- INSTRUCTIONS FOR THE TASK -
Work out how many lines in these entries include the string "another", and give only that figure.

- DATA EXCERPTS -
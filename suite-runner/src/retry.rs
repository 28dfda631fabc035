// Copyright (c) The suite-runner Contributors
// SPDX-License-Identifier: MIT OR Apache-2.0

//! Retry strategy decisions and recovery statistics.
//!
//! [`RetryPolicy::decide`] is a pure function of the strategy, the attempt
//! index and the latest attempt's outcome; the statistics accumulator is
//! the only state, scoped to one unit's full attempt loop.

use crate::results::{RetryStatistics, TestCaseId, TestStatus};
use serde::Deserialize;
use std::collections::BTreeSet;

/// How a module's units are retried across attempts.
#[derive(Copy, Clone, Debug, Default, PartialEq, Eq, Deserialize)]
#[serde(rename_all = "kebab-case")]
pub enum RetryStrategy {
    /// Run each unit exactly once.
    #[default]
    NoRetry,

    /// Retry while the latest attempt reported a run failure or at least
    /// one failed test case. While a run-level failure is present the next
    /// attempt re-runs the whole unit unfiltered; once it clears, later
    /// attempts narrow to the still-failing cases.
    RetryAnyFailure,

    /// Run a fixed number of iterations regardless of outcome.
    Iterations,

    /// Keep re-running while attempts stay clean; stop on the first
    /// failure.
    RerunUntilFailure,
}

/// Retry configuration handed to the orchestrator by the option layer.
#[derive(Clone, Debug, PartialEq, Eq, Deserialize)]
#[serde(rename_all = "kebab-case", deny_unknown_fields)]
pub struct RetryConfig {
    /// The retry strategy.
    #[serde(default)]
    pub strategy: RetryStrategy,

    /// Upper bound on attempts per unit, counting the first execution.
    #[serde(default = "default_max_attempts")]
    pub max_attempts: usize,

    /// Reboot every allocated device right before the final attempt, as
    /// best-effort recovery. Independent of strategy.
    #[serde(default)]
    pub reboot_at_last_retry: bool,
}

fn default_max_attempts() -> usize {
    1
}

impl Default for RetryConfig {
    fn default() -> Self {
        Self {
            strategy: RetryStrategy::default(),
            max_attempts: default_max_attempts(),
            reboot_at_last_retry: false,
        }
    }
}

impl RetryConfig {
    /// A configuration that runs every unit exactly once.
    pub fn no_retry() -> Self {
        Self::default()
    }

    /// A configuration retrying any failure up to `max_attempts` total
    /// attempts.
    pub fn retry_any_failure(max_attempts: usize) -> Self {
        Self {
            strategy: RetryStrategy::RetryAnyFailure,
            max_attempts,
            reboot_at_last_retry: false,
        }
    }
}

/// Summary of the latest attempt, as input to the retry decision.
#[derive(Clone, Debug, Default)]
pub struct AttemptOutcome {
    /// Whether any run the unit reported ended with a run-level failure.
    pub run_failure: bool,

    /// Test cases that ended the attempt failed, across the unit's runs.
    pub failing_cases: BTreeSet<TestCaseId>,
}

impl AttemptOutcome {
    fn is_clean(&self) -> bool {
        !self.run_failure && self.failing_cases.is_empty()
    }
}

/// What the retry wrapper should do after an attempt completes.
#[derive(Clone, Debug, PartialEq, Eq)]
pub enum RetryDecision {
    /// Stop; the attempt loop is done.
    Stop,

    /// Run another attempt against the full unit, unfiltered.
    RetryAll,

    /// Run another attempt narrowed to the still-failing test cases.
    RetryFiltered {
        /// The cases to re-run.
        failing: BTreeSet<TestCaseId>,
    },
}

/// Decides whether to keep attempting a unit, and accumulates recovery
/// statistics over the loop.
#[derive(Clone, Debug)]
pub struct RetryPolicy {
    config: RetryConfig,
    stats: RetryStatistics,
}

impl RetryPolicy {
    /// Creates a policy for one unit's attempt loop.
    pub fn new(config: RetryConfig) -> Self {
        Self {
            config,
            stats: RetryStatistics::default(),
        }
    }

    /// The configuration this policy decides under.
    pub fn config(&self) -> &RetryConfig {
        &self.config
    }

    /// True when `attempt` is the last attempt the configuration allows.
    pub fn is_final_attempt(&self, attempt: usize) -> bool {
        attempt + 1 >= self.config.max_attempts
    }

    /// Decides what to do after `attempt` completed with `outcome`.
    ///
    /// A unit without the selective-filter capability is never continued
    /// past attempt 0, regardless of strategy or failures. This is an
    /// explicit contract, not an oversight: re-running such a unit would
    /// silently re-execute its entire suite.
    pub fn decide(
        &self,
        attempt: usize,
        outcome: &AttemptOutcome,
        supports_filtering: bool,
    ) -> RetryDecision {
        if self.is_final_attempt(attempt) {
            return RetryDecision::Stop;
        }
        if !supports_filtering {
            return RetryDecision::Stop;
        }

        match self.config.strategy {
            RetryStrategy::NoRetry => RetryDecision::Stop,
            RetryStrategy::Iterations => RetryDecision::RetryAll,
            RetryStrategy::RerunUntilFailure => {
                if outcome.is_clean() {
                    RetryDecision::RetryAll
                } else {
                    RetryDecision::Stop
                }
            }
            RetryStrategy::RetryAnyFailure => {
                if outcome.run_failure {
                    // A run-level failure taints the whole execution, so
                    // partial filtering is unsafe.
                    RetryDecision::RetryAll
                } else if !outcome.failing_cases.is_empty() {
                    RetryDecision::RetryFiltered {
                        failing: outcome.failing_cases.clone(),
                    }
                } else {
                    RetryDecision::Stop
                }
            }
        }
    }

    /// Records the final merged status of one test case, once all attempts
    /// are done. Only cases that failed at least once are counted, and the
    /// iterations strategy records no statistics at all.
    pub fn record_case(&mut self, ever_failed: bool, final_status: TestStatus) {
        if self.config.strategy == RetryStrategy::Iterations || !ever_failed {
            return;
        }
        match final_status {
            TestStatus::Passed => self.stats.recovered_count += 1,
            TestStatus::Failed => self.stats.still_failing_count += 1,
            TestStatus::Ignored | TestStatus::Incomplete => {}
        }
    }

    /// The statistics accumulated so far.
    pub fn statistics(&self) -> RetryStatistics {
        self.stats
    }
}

- RESPONSE AREA -
2